Also, in February 2014, the ethnic groups launched the Pyidaungsu Institute (PI) 1 in Chiang Mai, Thailand, to coordinate the position of the different ethnic groups. Office bearers of the PI are also drawn from the major ethnic groups and the stated policy position is to provide a common platform for dealings with the MPC. The ethnic groups’ situation is also complicated by a proliferation of organizations, including the Nationalities Brotherhood Federation that brings together 20 ethnic groups. This group announced in May 2014 that it has prepared a draft for the establishment of a federal union.
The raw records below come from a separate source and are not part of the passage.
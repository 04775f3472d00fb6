// SPDX-License-Identifier: PolyForm-Noncommercial-1.0.0
// Copyright (c) 2025 Sylvex. All rights reserved.

//! # uanode-bin
//!
//! The `uanode` executable.
//!
//! ## Architecture
//!
//! ```text
//!                      main.rs
//!                         │
//!                      cli.rs
//!                         │
//!          ┌──────────────┼──────────────┐
//!          ▼              ▼              ▼
//!     commands        logging        runtime ──► shutdown
//!          │                             │
//!          ▼                             ▼
//!    uanode-client                 uanode-server
//! ```
//!
//! ## Usage
//!
//! ```bash
//! # Start the server (default command)
//! uanode
//!
//! # Start with a custom config
//! uanode -c /etc/uanode/uanode.yaml run
//!
//! # Run the verification client against a running server
//! uanode client --endpoint opc.tcp://localhost:4334/UA/MyServer
//!
//! # Create the PKI directory and the application certificate
//! uanode init-pki
//! ```
//!
//! Exit codes: 0 on success or clean shutdown, 1 on initialisation or
//! runtime failure, 2 on configuration errors.

#![warn(missing_docs)]
#![deny(unsafe_code)]

// =============================================================================
// Modules
// =============================================================================

pub mod cli;
pub mod commands;
pub mod error;
pub mod logging;
pub mod runtime;
pub mod shutdown;

// =============================================================================
// Re-exports
// =============================================================================

pub use cli::{Cli, Commands};
pub use commands::{run_verification, VerificationReport};
pub use error::{BinError, BinResult};
pub use logging::{init_logging, LogSettings};
pub use runtime::ServerRuntime;
pub use shutdown::ShutdownCoordinator;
The loosened political situation has also led to a surge of civil society organizations, and increasingly many of them are finding common cause to oppose the government. They are especially interested in lobbying the public for amendments to specific provisions in the 2008 Constitution that give the military 25 percent of all seats in parliament and the need for an overwhelming majority of votes in excess of 75 percent in parliament to amend the constitution. As long as the military casts a block vote, such an amendment is impossible. There are also attempts to remove clauses that disqualify Aung San Suu Kyi from holding executive positions in the government, such as the ones that prohibit persons with foreign spouses and children from becoming President and the proviso that the President must be trained in military or strategic affairs. The political opposition and civic groups have found common cause in this lobby. Leading advocates for such change include the 88 Generation Group that was involved in the 1988 democratic protest movement against the military junta and the NLD. In May, there was a demonstration in Yangon that brought 35 such civil society groups together with 3,000 activists petitioning for change. The NLD and the 88 Generation Group has also launched a nationwide signature campaign hoping to persuade the government of the popularity of its position.
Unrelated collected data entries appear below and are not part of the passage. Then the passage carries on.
// SPDX-License-Identifier: PolyForm-Noncommercial-1.0.0
// Copyright (c) 2025 Sylvex. All rights reserved.

//! Server runtime orchestration.
//!
//! Startup order:
//!
//! 1. PKI directories (and the application certificate when an advertised
//!    endpoint signs)
//! 2. certificate store and address space
//! 3. listener bind
//! 4. endpoint publication, session sweep and value simulator
//!
//! Shutdown stops the listener, closes every session and waits for the
//! background tasks.

use std::sync::Arc;
use std::time::Duration;

use anyhow::Context;
use tokio::net::TcpListener;
use tracing::{info, warn};
use uanode_config::UaNodeConfig;
use uanode_core::address_space::HostInfo;
use uanode_server::security::{init_pki, CertificateStore, CertificateSubject, FileSystemStore, PkiLayout};
use uanode_server::UaServer;

use crate::error::{BinError, BinResult};
use crate::shutdown::ShutdownCoordinator;

/// Bound on waiting for the listener and background tasks at shutdown.
const DRAIN_TIMEOUT: Duration = Duration::from_secs(5);

// =============================================================================
// ServerRuntime
// =============================================================================

/// Runs the server until shutdown is signaled.
pub struct ServerRuntime {
    config: Arc<UaNodeConfig>,
    shutdown: ShutdownCoordinator,
    host_info: Option<Arc<dyn HostInfo>>,
    listener: Option<TcpListener>,
}

impl ServerRuntime {
    /// Creates a runtime for `config`.
    pub fn new(config: Arc<UaNodeConfig>) -> Self {
        Self {
            config,
            shutdown: ShutdownCoordinator::new(),
            host_info: None,
            listener: None,
        }
    }

    /// Uses `coordinator` instead of a private one.
    pub fn with_shutdown(mut self, coordinator: ShutdownCoordinator) -> Self {
        self.shutdown = coordinator;
        self
    }

    /// Overrides the host information source.
    pub fn with_host_info(mut self, host: Arc<dyn HostInfo>) -> Self {
        self.host_info = Some(host);
        self
    }

    /// Serves on an already bound listener instead of binding the
    /// configured address.
    pub fn with_listener(mut self, listener: TcpListener) -> Self {
        self.listener = Some(listener);
        self
    }

    /// Returns the shutdown coordinator.
    pub fn shutdown_coordinator(&self) -> &ShutdownCoordinator {
        &self.shutdown
    }

    /// Runs until SIGINT/SIGTERM or a programmatic shutdown.
    pub async fn run(self) -> BinResult<()> {
        info!(version = uanode_core::VERSION, "Starting uanode server");

        let server = self.initialize().await?;
        let listener = match self.listener {
            Some(listener) => listener,
            None => server.bind().await?,
        };

        server.start();
        let tasks = server.spawn_background_tasks(self.shutdown.sender());
        let serving = {
            let server = server.clone();
            let shutdown = self.shutdown.subscribe();
            tokio::spawn(async move { server.serve(listener, shutdown).await })
        };

        info!(endpoint = %server.endpoint_url(), "Server is ready");
        self.shutdown.wait_for_shutdown().await;

        info!("Shutdown initiated, cleaning up...");
        let closed = server.shutdown();

        match tokio::time::timeout(DRAIN_TIMEOUT, serving).await {
            Ok(Ok(Ok(()))) => {}
            Ok(Ok(Err(e))) => warn!(error = %e, "Listener stopped with an error"),
            Ok(Err(e)) => warn!(error = %e, "Listener task failed"),
            Err(_) => warn!("Listener did not stop in time"),
        }
        if tokio::time::timeout(DRAIN_TIMEOUT, futures::future::join_all(tasks))
            .await
            .is_err()
        {
            warn!("Background tasks did not stop in time");
        }

        let stats = server.session_stats();
        info!(
            sessions_closed = closed,
            sessions_created = stats.created,
            sessions_timed_out = stats.timed_out,
            "uanode server shutdown complete"
        );
        Ok(())
    }

    async fn initialize(&self) -> BinResult<UaServer> {
        let security = &self.config.security;
        let pki_context = || format!("Failed to prepare PKI directory {}", security.pki_dir.display());
        if security.requires_pki() {
            let report = init_pki(&security.pki_dir, &certificate_subject(&self.config))
                .await
                .with_context(pki_context)?;
            info!(
                pki_dir = %security.pki_dir.display(),
                thumbprint = %report.thumbprint,
                "Application certificate ready"
            );
        } else {
            PkiLayout::new(&security.pki_dir)
                .ensure()
                .await
                .with_context(pki_context)?;
        }

        let store = FileSystemStore::new(&security.pki_dir);
        store
            .initialize()
            .await
            .with_context(|| "Failed to load the certificate store")?;
        let store: Arc<dyn CertificateStore> = Arc::new(store);
        let mut builder = UaServer::builder(Arc::clone(&self.config)).certificate_store(store);
        if let Some(host) = &self.host_info {
            builder = builder.host_info(Arc::clone(host));
        }
        builder
            .build()
            .map_err(|e| BinError::from(e).with_context("Failed to build server"))
    }
}

/// Subject of the application certificate for `config`.
pub fn certificate_subject(config: &UaNodeConfig) -> CertificateSubject {
    let mut hostnames = vec![config.server.hostname_in_url.clone()];
    if config.server.hostname_in_url != "localhost" {
        hostnames.push("localhost".to_string());
    }
    CertificateSubject {
        common_name: config.server.application_name.clone(),
        application_uri: config.server.application_uri.clone(),
        hostnames,
    }
}

// =============================================================================
// Tests
// =============================================================================

#[cfg(test)]
mod tests {
    use super::*;
    use tempfile::TempDir;
    use uanode_core::address_space::{FixedHostInfo, HostSnapshot};

    fn test_config(dir: &TempDir) -> UaNodeConfig {
        let mut config = UaNodeConfig::default();
        config.server.host = "127.0.0.1".into();
        config.security.pki_dir = dir.path().join("pki");
        config.variables.simulation_enabled = false;
        config
    }

    #[test]
    fn test_certificate_subject() {
        let mut config = UaNodeConfig::default();
        config.server.hostname_in_url = "plc-01".into();
        let subject = certificate_subject(&config);
        assert_eq!(subject.hostnames, vec!["plc-01", "localhost"]);
        assert_eq!(subject.application_uri, config.server.application_uri);
    }

    #[tokio::test]
    async fn test_runtime_starts_and_stops() {
        let dir = TempDir::new().unwrap();
        let config = Arc::new(test_config(&dir));
        let listener = TcpListener::bind("127.0.0.1:0").await.unwrap();

        let runtime = ServerRuntime::new(config)
            .with_listener(listener)
            .with_host_info(Arc::new(FixedHostInfo::new(HostSnapshot {
                hostname: "test-host".into(),
                process_uptime: Duration::from_secs(1),
                load_average_1m: 0.1,
            })));
        let coordinator = runtime.shutdown_coordinator().clone();
        let task = tokio::spawn(runtime.run());

        tokio::time::sleep(Duration::from_millis(50)).await;
        assert!(dir.path().join("pki").join("trusted").is_dir());

        coordinator.initiate_shutdown();
        tokio::time::timeout(Duration::from_secs(10), task)
            .await
            .unwrap()
            .unwrap()
            .unwrap();
    }

    #[tokio::test]
    async fn test_runtime_fails_on_invalid_config() {
        let dir = TempDir::new().unwrap();
        let mut config = test_config(&dir);
        config.server.port = 0;

        let err = ServerRuntime::new(Arc::new(config)).run().await.unwrap_err();
        assert_eq!(err.exit_code(), 2);
    }
}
The second difficult situation confronting the government is the outbreak of violence between the Rohingya and the Rakhine communities in western Rakhine state. There has always been historic animosity between the two groups and successive Myanmar governments have refused to recognize the Muslim Rohingyas as native to the country. Instead, they are typically referred to as Bengali Muslims and have had strict limitations placed on their personal freedoms, association, property ownership and movement. They are often viewed as illegal immigrants from Bangladesh and number some 800,000 in all.
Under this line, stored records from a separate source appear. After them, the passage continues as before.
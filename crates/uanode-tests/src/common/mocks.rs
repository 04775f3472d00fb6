// SPDX-License-Identifier: PolyForm-Noncommercial-1.0.0
// Copyright (c) 2025 Sylvex. All rights reserved.

//! # Mock Transports
//!
//! [`LoopbackTransport`] feeds requests straight into a server connection
//! in the same process. [`FailingTransport`] refuses every connection and
//! records when each attempt happened.

use std::sync::atomic::{AtomicBool, AtomicUsize, Ordering};
use std::sync::Arc;

use async_trait::async_trait;
use parking_lot::Mutex;
use tokio::time::Instant;
use uanode_client::Transport;
use uanode_core::error::{UaError, UaResult};
use uanode_core::protocol::{Request, Response};
use uanode_server::{ServerConnection, UaServer};

// =============================================================================
// LoopbackTransport
// =============================================================================

/// Handle for steering a [`LoopbackTransport`] from the test body.
#[derive(Debug, Clone, Default)]
pub struct LoopbackControl {
    connects: Arc<AtomicUsize>,
    requests: Arc<AtomicUsize>,
    sever_next: Arc<AtomicBool>,
}

impl LoopbackControl {
    /// Makes the next request fail as if the socket dropped.
    pub fn sever(&self) {
        self.sever_next.store(true, Ordering::SeqCst);
    }

    /// Number of connections opened so far.
    pub fn connects(&self) -> usize {
        self.connects.load(Ordering::SeqCst)
    }

    /// Number of requests delivered to the server.
    pub fn requests(&self) -> usize {
        self.requests.load(Ordering::SeqCst)
    }
}

/// In-process transport backed by [`UaServer::open_connection`].
#[derive(Debug)]
pub struct LoopbackTransport {
    server: UaServer,
    connection: Option<ServerConnection>,
    control: LoopbackControl,
}

impl LoopbackTransport {
    /// Creates a disconnected transport and its control handle.
    pub fn new(server: UaServer) -> (Self, LoopbackControl) {
        let control = LoopbackControl::default();
        let transport = Self {
            server,
            connection: None,
            control: control.clone(),
        };
        (transport, control)
    }
}

#[async_trait]
impl Transport for LoopbackTransport {
    async fn connect(&mut self, _endpoint_url: &str) -> UaResult<()> {
        self.control.connects.fetch_add(1, Ordering::SeqCst);
        self.connection = Some(self.server.open_connection("loopback"));
        Ok(())
    }

    async fn request(&mut self, request: Request) -> UaResult<Response> {
        if self.control.sever_next.swap(false, Ordering::SeqCst) {
            self.connection = None;
            return Err(UaError::connection_failed("loopback", "connection reset by peer"));
        }
        let Some(connection) = self.connection.as_mut() else {
            return Err(UaError::connection_failed("loopback", "not connected"));
        };
        self.control.requests.fetch_add(1, Ordering::SeqCst);
        Ok(connection.handle(request).await)
    }

    async fn close(&mut self) {
        self.connection = None;
    }

    fn is_connected(&self) -> bool {
        self.connection.is_some()
    }
}

// =============================================================================
// FailingTransport
// =============================================================================

/// Timestamps of the connection attempts made through a [`FailingTransport`].
#[derive(Debug, Clone, Default)]
pub struct AttemptLog {
    attempts: Arc<Mutex<Vec<Instant>>>,
}

impl AttemptLog {
    /// Number of attempts.
    pub fn count(&self) -> usize {
        self.attempts.lock().len()
    }

    /// Attempt instants, in order.
    pub fn instants(&self) -> Vec<Instant> {
        self.attempts.lock().clone()
    }

    /// Gaps between consecutive attempts.
    pub fn delays(&self) -> Vec<std::time::Duration> {
        self.instants()
            .windows(2)
            .map(|pair| pair[1].duration_since(pair[0]))
            .collect()
    }
}

/// A transport whose connection attempts are always refused.
#[derive(Debug, Default)]
pub struct FailingTransport {
    log: AttemptLog,
}

impl FailingTransport {
    /// Creates the transport and the log its attempts are written to.
    pub fn new() -> (Self, AttemptLog) {
        let log = AttemptLog::default();
        (Self { log: log.clone() }, log)
    }
}

#[async_trait]
impl Transport for FailingTransport {
    async fn connect(&mut self, endpoint_url: &str) -> UaResult<()> {
        self.log.attempts.lock().push(Instant::now());
        Err(UaError::connection_failed(endpoint_url, "connection refused"))
    }

    async fn request(&mut self, _request: Request) -> UaResult<Response> {
        Err(UaError::connection_failed("failing", "not connected"))
    }

    async fn close(&mut self) {}

    fn is_connected(&self) -> bool {
        false
    }
}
The Rohingyas appear to have borne the brunt of the violence and those who fled their homes and property are currently housed in refugee camps near the port city of Sittwe. Many from the community have also chosen to flee the country and regularly land in Thailand, Malaysia and Indonesia. The issue has also strained ties between Myanmar and Bangladesh with the latter refusing entry to would be refugees arguing that it already hosts 300,000 persons in refugee camps across the border. The violence in Meiktila in March 2013 2 was also aimed at Muslims and appears to have taken its cue from the situation in Rakhine. During this second incident, 43 persons perished and as with the earlier episode, security forces appear to have been complicit in the violence, at least at the outset. Since then similar episodes of violence have broken out in Lashio in the northern Shan states, Mandalay, Oakkan on the outskirts of Yangon and Thandwe in Rakhine State.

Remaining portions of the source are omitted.